Services: Stable Networking for Ephemeral Pods
If pods are ephemeral and get new IPs every time they're recreated, how does anything talk to them? Services.
A Service provides a stable ClusterIP and DNS name, uses label selectors to find the right pods, and load balances across them:
apiVersion: v1
kind: Service
metadata:
name: api-server-svc
spec:
type: ClusterIP
selector:
app: api-server
ports:
- port: 80
targetPort: 8080Now anything in the cluster can hit api-server-svc:80. Pods come and go. The service endpoint stays the same.
Four types: ClusterIP (internal only, the default), NodePort (exposes on every node's IP), LoadBalancer (provisions a cloud LB), and ExternalName (DNS alias). For HTTP routing you'll typically add an Ingress on top for path-based routing and TLS termination.
ConfigMaps and Secrets
Don't bake configuration into your images. ConfigMaps store key-value pairs that pods consume as environment variables, command-line args, or mounted config files. Secrets are the same idea but for sensitive data: passwords, API keys, TLS certs.
The key benefit: you can update configuration without rebuilding your container images. Change a ConfigMap, restart the pods, they pick up new values.
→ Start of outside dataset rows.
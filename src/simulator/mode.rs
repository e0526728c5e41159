#[derive(Debug, Clone, Copy, PartialEq, Eq)]
pub enum ArchType {
  Naive,
  Reduction,
  Systolic,
}

impl ArchType {
  /// Parse an architecture name as given on the CLI or in a config file.
  pub fn parse(s: &str) -> Option<ArchType> {
    match s.to_lowercase().as_str() {
      "naive" | "cpu" => Some(ArchType::Naive),
      "reduction" | "gpu" => Some(ArchType::Reduction),
      "systolic" | "tpu" => Some(ArchType::Systolic),
      _ => None,
    }
  }

  pub fn as_str(&self) -> &'static str {
    match self {
      ArchType::Naive => "naive",
      ArchType::Reduction => "reduction",
      ArchType::Systolic => "systolic",
    }
  }
}

#[derive(Debug, Clone, Copy, PartialEq, Eq)]
pub enum StepMode {
  Continuous,
  Step,
}

#[derive(Debug, Clone)]
pub struct SimConfig {
  pub arch_type: ArchType,
  pub quiet: bool,
  pub step_mode: StepMode,
  pub trace_file: Option<String>,
  /// Cycles to run; None means run to the engine's settle point
  pub cycles: Option<usize>,
}
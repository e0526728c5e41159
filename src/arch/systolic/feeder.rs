use crate::arch::matrix::{ElemT, Matrix};
use serde::{Deserialize, Serialize};

/// Skewed edge feeding for the systolic grid.
///
/// Row i of A is delayed by i cycles and column j of B by j cycles, so the
/// operands for output cell (i, j) meet at that PE exactly when its partial
/// products are due. Each row's feeding window is k cycles wide; outside the
/// window the edge contributes zero, which never perturbs an accumulator.
#[derive(Debug, Clone, Serialize, Deserialize)]
pub struct Feeder {
  a: Matrix,
  b: Matrix,
  k_dim: usize,
}

impl Feeder {
  pub fn new(a: Matrix, b: Matrix, k_dim: usize) -> Self {
    Self { a, b, k_dim }
  }

  /// Values entering the left edge at cycle t: `left_in[i] = A[i][t - i]`
  /// while `i <= t < i + k`, zero otherwise.
  pub fn left_in(&self, t: usize) -> Vec<ElemT> {
    (0..self.a.rows())
      .map(|i| {
        if t >= i && t < i + self.k_dim {
          self.a.get(i, t - i)
        } else {
          0
        }
      })
      .collect()
  }

  /// Values entering the top edge at cycle t: `top_in[j] = B[t - j][j]`
  /// while `j <= t < j + k`, zero otherwise.
  pub fn top_in(&self, t: usize) -> Vec<ElemT> {
    (0..self.b.cols())
      .map(|j| {
        if t >= j && t < j + self.k_dim {
          self.b.get(t - j, j)
        } else {
          0
        }
      })
      .collect()
  }
}

#[cfg(test)]
mod tests {
  use super::*;

  fn feeder_8x8() -> Feeder {
    Feeder::new(Matrix::ramp8(), Matrix::checkerboard(8, 8), 8)
  }

  #[test]
  fn test_cycle_zero_feeds_only_first_row_and_column() {
    let feeder = feeder_8x8();
    let left = feeder.left_in(0);
    let top = feeder.top_in(0);

    assert_eq!(left[0], 1); // A[0][0]
    assert!(left[1..].iter().all(|&v| v == 0));
    assert_eq!(top[0], 1); // B[0][0]
    assert!(top[1..].iter().all(|&v| v == 0));
  }

  #[test]
  fn test_full_diagonal_at_cycle_seven() {
    let feeder = feeder_8x8();
    let left = feeder.left_in(7);
    // Every row is inside its window at t = 7: left_in[i] = A[i][7 - i].
    for i in 0..8 {
      assert_eq!(left[i], Matrix::ramp8().get(i, 7 - i));
    }
  }

  #[test]
  fn test_window_closes() {
    let feeder = feeder_8x8();
    // Row 0's window is cycles 0..8; at t = 8 only rows 1..8 still feed.
    let left = feeder.left_in(8);
    assert_eq!(left[0], 0);
    assert_eq!(left[1], Matrix::ramp8().get(1, 7));
    // Far past every window the edges settle to zero.
    assert!(feeder.left_in(30).iter().all(|&v| v == 0));
    assert!(feeder.top_in(30).iter().all(|&v| v == 0));
  }

  #[test]
  fn test_rectangular_windows_use_inner_dimension() {
    // A is 2x3, B is 3x2: the window width is k = 3 for both edges.
    let a = Matrix::from_rows(vec![vec![1, 2, 3], vec![4, 5, 6]]).unwrap();
    let b = Matrix::from_rows(vec![vec![7, 8], vec![9, 10], vec![11, 12]]).unwrap();
    let feeder = Feeder::new(a, b, 3);

    assert_eq!(feeder.left_in(2), vec![3, 5]); // A[0][2], A[1][1]
    assert_eq!(feeder.top_in(2), vec![11, 10]); // B[2][0], B[1][1]
    assert_eq!(feeder.left_in(4), vec![0, 0]);
    assert_eq!(feeder.top_in(3), vec![0, 12]);
  }
}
Secrets are base64 encoded, not encrypted by default. If you care about security (you should), look into encrypting etcd at rest or using something like Sealed Secrets.
Jobs and CronJobs
Not everything is a long-running service. Migrations, ETL pipelines, batch processing: these run to completion and stop. That's what Jobs are for. You can run them as single tasks, with a fixed completion count, or with a work queue pattern.
CronJobs are Jobs on a schedule, triggered by cron expressions. Useful for nightly cleanups, periodic data syncs, report generation.
That's the Core
K8s is a control system built on one idea: declare what you want, and let the system converge toward it.
API server is the gateway. etcd is the memory. Controllers run the reconciliation loops. Pods are the unit of work. Services make networking stable. Everything else (Ingress, HPA, StatefulSets, CRDs) builds on these primitives.
Once you see it through that lens, the YAML stops feeling like ceremony and starts making sense. And when things break at 2 AM (they will), you'll know where to look.